Entre artisans : Est-ce que mon engagement éco-responsable est un argument de vente ?

Entre artisans
29 juin 2021
Entre artisan, engagement éco-responsable


Depuis quelques années, nous sommes témoins chez Hopfab de l’intérêt croissant des professionnels et des architectes d’intérieur pour la maîtrise de l’impact environnemental et/ou de l’impact pour la santé de leurs projets. Ces nouvelles attentes des clients poussent les ateliers à challenger leur manière de sourcer, de produire voire même d’organiser le développement de leur société.

Aujourd’hui nous vous emmenons à la rencontre d’un atelier du réseau Hopfab d’une quarantaine de collaborateurs, situé en Loire Atlantique et pionnier sur la question. Un échange sans filtre ni tabou avec Benjamin, directeur commercial, sur la manière dont l’atelier a fait de son engagement pour une production responsable la colonne vertébrale de son développement.

Bonjour Benjamin, votre atelier revendique une production éco-responsable, peux-tu nous dire ce que cela veut dire concrètement ?
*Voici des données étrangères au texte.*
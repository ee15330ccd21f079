use std::collections::BTreeMap;
use std::fmt::{Display, Formatter};

use serde::{Deserialize, Serialize};
use tracing::warn;

use crate::catalog::{UnitCatalog, UnitKey};
use crate::UnitError;

/// Atomic units known without a catalog, as `(name, label)`.
pub const KNOWN_UNITS: &[(&str, &str)] = &[
    ("millimeter", "mm"),
    ("meter", "m"),
    ("kilometer", "km"),
    ("microsecond", "us"),
    ("millisecond", "ms"),
    ("second", "s"),
    ("hour", "h"),
    ("meters_per_second", "m/s"),
    ("kilometers_per_hour", "km/h"),
    ("degree", "deg"),
    ("radian", "rad"),
    ("meters_per_second_squared", "m/s**2"),
    ("degrees_per_second", "deg/s"),
    ("radians_per_second", "rad/s"),
    ("curve", "1/m"),
    ("none", "none"),
    ("binary", "0-1"),
    ("percentage", "%"),
    ("kilogram", "kg"),
    ("decibel", "db"),
    ("per_hour", "1/h"),
    ("per_kilometer", "1/km"),
    ("per_100_kilometer", "1/100km"),
];

/// Label of a dimensionless quantity.
const DIMENSIONLESS: &str = "none";

/// Physical unit attached to values and series.
///
/// The label is an algebraic expression over atomic symbols (`m/s**2`).
/// Composition concatenates labels without cancelling terms, so both
/// operands stay readable in the result; [`Unit::dimension`] gives the
/// canonical exponent map used for consistency checks.
#[derive(Debug, Clone, PartialEq, Serialize, Deserialize)]
pub struct Unit {
    pub name: String,
    pub label: String,
    #[serde(default, skip_serializing_if = "Option::is_none")]
    pub kind: Option<String>,
    #[serde(default, skip_serializing_if = "Option::is_none")]
    pub id: Option<i64>,
}

impl Unit {
    pub fn new(name: impl Into<String>, label: impl Into<String>) -> Self {
        Self {
            name: name.into(),
            label: label.into(),
            kind: None,
            id: None,
        }
    }

    /// Resolves a known unit name; unknown names label themselves.
    pub fn from_name(name: &str) -> Self {
        let label = known_label(name).unwrap_or(name);
        Self::new(name, label)
    }

    pub fn none() -> Self {
        Self::from_name("none")
    }

    pub fn binary() -> Self {
        Self::from_name("binary")
    }

    pub fn percentage() -> Self {
        Self::from_name("percentage")
    }

    pub fn with_kind(mut self, kind: impl Into<String>) -> Self {
        self.kind = Some(kind.into());
        self
    }

    pub fn with_id(mut self, id: i64) -> Self {
        self.id = Some(id);
        self
    }

    pub fn compose_multiply(&self, other: &Unit) -> Unit {
        Unit::new(
            format!("{}_x_{}", self.name, other.name),
            format!("{}*{}", wrap(&self.label), wrap(&other.label)),
        )
    }

    pub fn compose_divide(&self, other: &Unit) -> Unit {
        Unit::new(
            format!("{}_/_{}", self.name, other.name),
            format!("{}/{}", wrap(&self.label), wrap(&other.label)),
        )
    }

    pub fn compose_power(&self, exponent: f64) -> Result<Unit, UnitError> {
        if !exponent.is_finite() {
            return Err(UnitError::NonFiniteExponent { exponent });
        }

        Ok(Unit::new(
            format!("{}_^_{}", self.name, exponent),
            format!("{}**{}", wrap(&self.label), exponent),
        ))
    }

    /// Canonical exponent map of the label. Dimensionless units map to an
    /// empty set.
    pub fn dimension(&self) -> Result<BTreeMap<String, f64>, UnitError> {
        LabelParser::new(&self.label).parse()
    }

    /// Whether both units describe the same physical dimension. Labels that
    /// do not parse are compared verbatim.
    pub fn same_dimension(&self, other: &Unit) -> bool {
        match (self.dimension(), other.dimension()) {
            (Ok(left), Ok(right)) => left == right,
            _ => self.label == other.label,
        }
    }

    /// Populates this unit from a catalog record. Returns `false` when the
    /// catalog has no such unit or cannot be read.
    pub fn load(&mut self, catalog: &dyn UnitCatalog, key: &UnitKey) -> bool {
        let lookup = match key {
            UnitKey::Name(name) => catalog.unit_by_name(name),
            UnitKey::Id(id) => catalog.unit_by_id(*id),
        };

        match lookup {
            Ok(Some(record)) => {
                self.name = record.name;
                self.label = record.label;
                self.kind = record.kind;
                self.id = Some(record.id);
                true
            }
            Ok(None) => false,
            Err(error) => {
                warn!(unit = ?key, error = %error, "unit catalog lookup failed");
                false
            }
        }
    }
}

impl Default for Unit {
    fn default() -> Self {
        Self::none()
    }
}

impl Display for Unit {
    fn fmt(&self, f: &mut Formatter<'_>) -> std::fmt::Result {
        write!(f, "[{}]", self.label)
    }
}

impl std::ops::Mul for &Unit {
    type Output = Unit;

    fn mul(self, rhs: &Unit) -> Unit {
        self.compose_multiply(rhs)
    }
}

impl std::ops::Div for &Unit {
    type Output = Unit;

    fn div(self, rhs: &Unit) -> Unit {
        self.compose_divide(rhs)
    }
}

pub fn known_label(name: &str) -> Option<&'static str> {
    KNOWN_UNITS
        .iter()
        .find(|(known, _)| known.eq_ignore_ascii_case(name))
        .map(|(_, label)| *label)
}

fn wrap(label: &str) -> String {
    if label.contains(['*', '/']) {
        format!("({label})")
    } else {
        label.to_owned()
    }
}

/// Recursive-descent parser for unit labels.
///
/// ```text
/// expr   := term (('*' | '/') term)*
/// term   := factor ('**' number)?
/// factor := '(' expr ')' | symbol
/// ```
struct LabelParser<'a> {
    label: &'a str,
    rest: &'a str,
}

impl<'a> LabelParser<'a> {
    fn new(label: &'a str) -> Self {
        Self { label, rest: label }
    }

    fn parse(mut self) -> Result<BTreeMap<String, f64>, UnitError> {
        let dimension = self.expr()?;
        self.skip_ws();
        if !self.rest.is_empty() {
            return Err(self.fail(format!("unexpected trailing input '{}'", self.rest)));
        }
        Ok(dimension)
    }

    fn expr(&mut self) -> Result<BTreeMap<String, f64>, UnitError> {
        let mut acc = self.term()?;
        loop {
            self.skip_ws();
            if self.rest.starts_with("**") {
                return Err(self.fail(String::from("exponent without base")));
            }
            let sign = if let Some(rest) = self.rest.strip_prefix('*') {
                self.rest = rest;
                1.0
            } else if let Some(rest) = self.rest.strip_prefix('/') {
                self.rest = rest;
                -1.0
            } else {
                return Ok(acc);
            };
            let rhs = self.term()?;
            merge(&mut acc, &rhs, sign);
        }
    }

    fn term(&mut self) -> Result<BTreeMap<String, f64>, UnitError> {
        let base = self.factor()?;
        self.skip_ws();
        let Some(rest) = self.rest.strip_prefix("**") else {
            return Ok(base);
        };
        self.rest = rest.trim_start();

        let end = self
            .rest
            .find(|ch: char| !(ch.is_ascii_digit() || ch == '.' || ch == '-'))
            .unwrap_or(self.rest.len());
        let exponent: f64 = self.rest[..end]
            .parse()
            .map_err(|_| self.fail(format!("invalid exponent '{}'", &self.rest[..end])))?;
        self.rest = &self.rest[end..];

        let mut powered = BTreeMap::new();
        merge(&mut powered, &base, exponent);
        Ok(powered)
    }

    fn factor(&mut self) -> Result<BTreeMap<String, f64>, UnitError> {
        self.skip_ws();
        if let Some(rest) = self.rest.strip_prefix('(') {
            self.rest = rest;
            let inner = self.expr()?;
            self.skip_ws();
            let Some(rest) = self.rest.strip_prefix(')') else {
                return Err(self.fail(String::from("missing ')'")));
            };
            self.rest = rest;
            return Ok(inner);
        }

        let end = self
            .rest
            .find(|ch: char| matches!(ch, '*' | '/' | '(' | ')') || ch.is_whitespace())
            .unwrap_or(self.rest.len());
        if end == 0 {
            return Err(self.fail(String::from("expected a unit symbol")));
        }
        let symbol = &self.rest[..end];
        self.rest = &self.rest[end..];

        let mut dimension = BTreeMap::new();
        if symbol != "1" && symbol != DIMENSIONLESS {
            dimension.insert(symbol.to_owned(), 1.0);
        }
        Ok(dimension)
    }

    fn skip_ws(&mut self) {
        self.rest = self.rest.trim_start();
    }

    fn fail(&self, reason: String) -> UnitError {
        UnitError::InvalidLabel {
            label: self.label.to_owned(),
            reason,
        }
    }
}

fn merge(acc: &mut BTreeMap<String, f64>, other: &BTreeMap<String, f64>, factor: f64) {
    for (symbol, exponent) in other {
        let entry = acc.entry(symbol.clone()).or_insert(0.0);
        *entry += exponent * factor;
        if *entry == 0.0 {
            acc.remove(symbol);
        }
    }
}
impl TimeSeries {
    /// Builds a series from parallel value and timestamp lists.
    ///
    /// - Lists of unequal length are truncated to the shorter one.
    /// - Samples are sorted by timestamp; duplicate timestamps keep their
    ///   first sample.
    /// - The element domain follows `default_value` when given, otherwise
    ///   the promoted type of `values`, otherwise the type of `range_min`.
    ///   Values the domain cannot hold are dropped and logged.
    /// - Values outside the range are dropped and logged; NaN is kept as a
    ///   missing sample.
    /// - `default_value` defaults to `range_min` and is clamped into the
    ///   range.
    pub fn new(
        name: impl Into<String>,
        unit: Unit,
        values: impl Into<SeriesValues>,
        timestamps: Vec<Timestamp>,
        range_min: impl Into<Number>,
        range_max: impl Into<Number>,
        default_value: Option<Number>,
    ) -> Result<Self, ValidationError> {
        let name = validate_name(name.into())?;
        let (range_min, range_max) = (range_min.into(), range_max.into());
        validate_range(&name, range_min.as_f64(), range_max.as_f64())?;
        if default_value.is_some_and(|value| !value.as_f64().is_finite()) {
            return Err(ValidationError::NonFiniteValue {
                field: "default_value",
            });
        }

        let values = match values.into() {
            SeriesValues::List(values) => values,
            SeriesValues::Broadcast(value) => vec![value; timestamps.len()],
        };
        let domain = default_value
            .map(Number::domain)
            .or_else(|| ValueDomain::promoted(&values))
            .unwrap_or(range_min.domain());

        let samples = normalize_samples(&name, values, timestamps);
        let mut vector = BoundedVector::from_parts(
            name,
            unit,
            Vec::with_capacity(samples.len()),
            range_min.as_f64(),
            range_max.as_f64(),
            domain,
        );
        let mut kept_timestamps = Vec::with_capacity(samples.len());
        let mut promoted = 0_usize;

        for (timestamp, value) in samples {
            let raw = value.as_f64();
            if raw.is_nan() {
                vector.values_mut().push(raw);
                kept_timestamps.push(timestamp);
                continue;
            }
            if !domain.accepts(value) {
                error!(
                    series = %vector.name(),
                    timestamp,
                    value = %value,
                    domain = %domain,
                    "value does not match the series domain, dropped"
                );
                continue;
            }
            if domain == ValueDomain::Float && value.domain() == ValueDomain::Integer {
                promoted += 1;
            }
            if let Some(accepted) = vector.admit(value) {
                vector.values_mut().push(accepted);
                kept_timestamps.push(timestamp);
            }
        }

        if promoted > 0 && default_value.is_some() {
            warn!(
                series = %vector.name(),
                promoted,
                "integer values stored as float to match the default value"
            );
        }

        let default_value = resolve_default(
            vector.name(),
            default_value,
            domain,
            vector.range_min(),
            vector.range_max(),
        );

        Ok(Self {
            vector,
            timestamps: kept_timestamps,
            default_value,
        })
    }

    pub fn builder(name: impl Into<String>) -> TimeSeriesBuilder {
        TimeSeriesBuilder::new(name)
    }

    #[allow(clippy::too_many_arguments)]
    pub(crate) fn from_parts(
        name: String,
        unit: Unit,
        values: Vec<f64>,
        timestamps: Vec<Timestamp>,
        range_min: f64,
        range_max: f64,
        domain: ValueDomain,
        default_value: f64,
    ) -> Self {
        Self {
            vector: BoundedVector::from_parts(name, unit, values, range_min, range_max, domain),
            timestamps,
            default_value,
        }
    }

    /// Same metadata as `self`, different samples.
    pub(crate) fn with_samples(
        &self,
        name: String,
        values: Vec<f64>,
        timestamps: Vec<Timestamp>,
    ) -> Self {
        Self::from_parts(
            name,
            self.unit().clone(),
            values,
            timestamps,
            self.range_min(),
            self.range_max(),
            self.domain(),
            self.default_value,
        )
    }

    pub fn name(&self) -> &str {
        self.vector.name()
    }

    pub fn set_name(&mut self, name: impl Into<String>) {
        self.vector.set_name(name);
    }

    pub fn unit(&self) -> &Unit {
        self.vector.unit()
    }

    pub fn values(&self) -> &[f64] {
        self.vector.values()
    }

    pub fn timestamps(&self) -> &[Timestamp] {
        &self.timestamps
    }

    pub fn samples(&self) -> impl Iterator<Item = (Timestamp, f64)> + '_ {
        self.timestamps
            .iter()
            .copied()
            .zip(self.vector.values().iter().copied())
    }

    pub fn range_min(&self) -> f64 {
        self.vector.range_min()
    }

    pub fn range_max(&self) -> f64 {
        self.vector.range_max()
    }

    pub fn domain(&self) -> ValueDomain {
        self.vector.domain()
    }

    pub fn default_value(&self) -> f64 {
        self.default_value
    }

    pub fn len(&self) -> usize {
        self.timestamps.len()
    }

    pub fn is_empty(&self) -> bool {
        self.timestamps.is_empty()
    }

    /// The values without their timestamps.
    pub fn as_vector(&self) -> &BoundedVector {
        &self.vector
    }

    pub fn into_vector(self) -> BoundedVector {
        self.vector
    }

    pub fn start_timestamp(&self) -> Option<Timestamp> {
        self.timestamps.first().copied()
    }

    pub fn end_timestamp(&self) -> Option<Timestamp> {
        self.timestamps.last().copied()
    }

    pub fn mean(&self) -> Option<f64> {
        self.vector.mean()
    }

    pub fn std_dev(&self) -> Option<f64> {
        self.vector.std_dev()
    }

    pub fn max(&self) -> Option<f64> {
        self.vector.max()
    }

    pub fn min(&self) -> Option<f64> {
        self.vector.min()
    }

    pub fn first_over_threshold(&self, threshold: Option<f64>) -> Option<f64> {
        self.vector.first_over_threshold(threshold)
    }

    pub fn last_over_threshold(&self, threshold: Option<f64>) -> Option<f64> {
        self.vector.last_over_threshold(threshold)
    }

    pub fn histogram(
        &self,
        bins: impl Into<BinSpec>,
        normalize: bool,
    ) -> Result<HistogramSummary, SignalError> {
        self.vector.histogram(bins, normalize)
    }

    /// Index of an exact timestamp match.
    pub fn position_of(&self, timestamp: Timestamp) -> Option<usize> {
        let index = self.timestamps.partition_point(|at| *at < timestamp);
        (self.timestamps.get(index) == Some(&timestamp)).then_some(index)
    }

    /// Value at an exact timestamp; no interpolation.
    pub fn value_at(&self, timestamp: Timestamp) -> Option<f64> {
        self.position_of(timestamp)
            .and_then(|index| self.vector.get(index))
    }

    /// Timestamps converted from microseconds to seconds relative to
    /// `origin`, rounded to two decimals.
    pub fn times_in_seconds(&self, origin: Timestamp) -> Vec<f64> {
        self.timestamps
            .iter()
            .map(|timestamp| ((timestamp - origin) / 1e6 * 100.0).round() / 100.0)
            .collect()
    }

    /// Inserts a sample in timestamp order. Duplicate timestamps and values
    /// the series cannot hold are rejected.
    pub fn add_sample(&mut self, timestamp: Timestamp, value: impl Into<Number>) -> bool {
        if timestamp.is_nan() {
            warn!(series = %self.name(), "NaN timestamp, sample not added");
            return false;
        }
        if self.position_of(timestamp).is_some() {
            warn!(
                series = %self.name(),
                timestamp,
                "timestamp already exists, value not changed"
            );
            return false;
        }

        let index = self.timestamps.partition_point(|at| *at < timestamp);
        if !self.vector.insert(Some(index), value) {
            return false;
        }
        self.timestamps.insert(index, timestamp);
        true
    }

    /// List form of [`TimeSeries::add_sample`]. An integer series drops
    /// non-integral values with a warning and keeps going. Returns whether
    /// any sample was added.
    pub fn add_samples(&mut self, samples: &[(Timestamp, Number)]) -> bool {
        let mut added = false;
        for (timestamp, value) in samples {
            if !self.domain().accepts(*value) {
                warn!(
                    series = %self.name(),
                    timestamp,
                    value = %value,
                    "non-integral value skipped for integer series"
                );
                continue;
            }
            added |= self.add_sample(*timestamp, *value);
        }
        added
    }

    /// Overwrites the value at an existing timestamp, or adds a new sample.
    pub fn set_value_at(&mut self, timestamp: Timestamp, value: impl Into<Number>) -> bool {
        match self.position_of(timestamp) {
            Some(index) => self.vector.set(index, value),
            None => self.add_sample(timestamp, value),
        }
    }

    /// Strips samples whose value lies outside the range. Returns how many
    /// were removed.
    pub fn remove_out_of_range(&mut self) -> usize {
        let keep: Vec<bool> = self
            .values()
            .iter()
            .map(|value| self.vector.contains_in_range(*value))
            .collect();
        let removed = keep.iter().filter(|kept| !**kept).count();
        if removed > 0 {
            let mut mask = keep.iter();
            self.timestamps
                .retain(|_| mask.next().copied().unwrap_or(false));
            self.vector.retain_mask(&keep);
        }
        removed
    }

    /// Restores range and values from a pack; timestamps come from the
    /// separate channel and must match the value count.
    pub fn unpack(
        &mut self,
        packed: &Packed,
        timestamps: Vec<Timestamp>,
    ) -> Result<(), PackError> {
        let (_, _, values) = split_range(packed, "series")?;
        if values.len() != timestamps.len() {
            return Err(PackError::TimestampMismatch {
                timestamps: timestamps.len(),
                values: values.len(),
            });
        }

        self.vector.unpack(packed)?;
        self.timestamps = timestamps;
        self.default_value =
            arithmetic::clamp_default(self.default_value, self.range_min(), self.range_max());
        Ok(())
    }

    /// Nonzero values become 1.
    pub fn to_boolean(&self) -> BooleanTimeSeries {
        let values = self
            .values()
            .iter()
            .map(|value| if *value != 0.0 { 1.0 } else { 0.0 })
            .collect();
        BooleanTimeSeries::from_parts(self.name().to_owned(), values, self.timestamps.clone())
    }

    #[cfg(test)]
    pub(crate) fn vector_mut(&mut self) -> &mut BoundedVector {
        &mut self.vector
    }
}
La base de notre atelier, c’est un engagement sur une production avec des matériaux biosourcés et durables, c’est-à-dire des matériaux qui ne sont pas sur-industrialisés. Nous sommes partis du matériaux le plus simple pour faire du meuble, le bois massif, et nous n’utilisons aucuns mélaminés, stratifiés, agglomérés ou mdf. Cet engagement pour l’éco-responsabilité démarre dès le bureau d’étude au niveau de la conception des projets, et jusqu’à l’atelier avec les étapes de fabrication et de finition. Nous avons mis plus de 2 ans à développer en interne un vernis biosourcé à 98% à base d’algues.

Il y a donc une logique de recherche et développement dans votre approche du métier. Est-ce que cela impacte également l’entreprise au niveau de la gestion des équipes, l’organisation et la relation client ?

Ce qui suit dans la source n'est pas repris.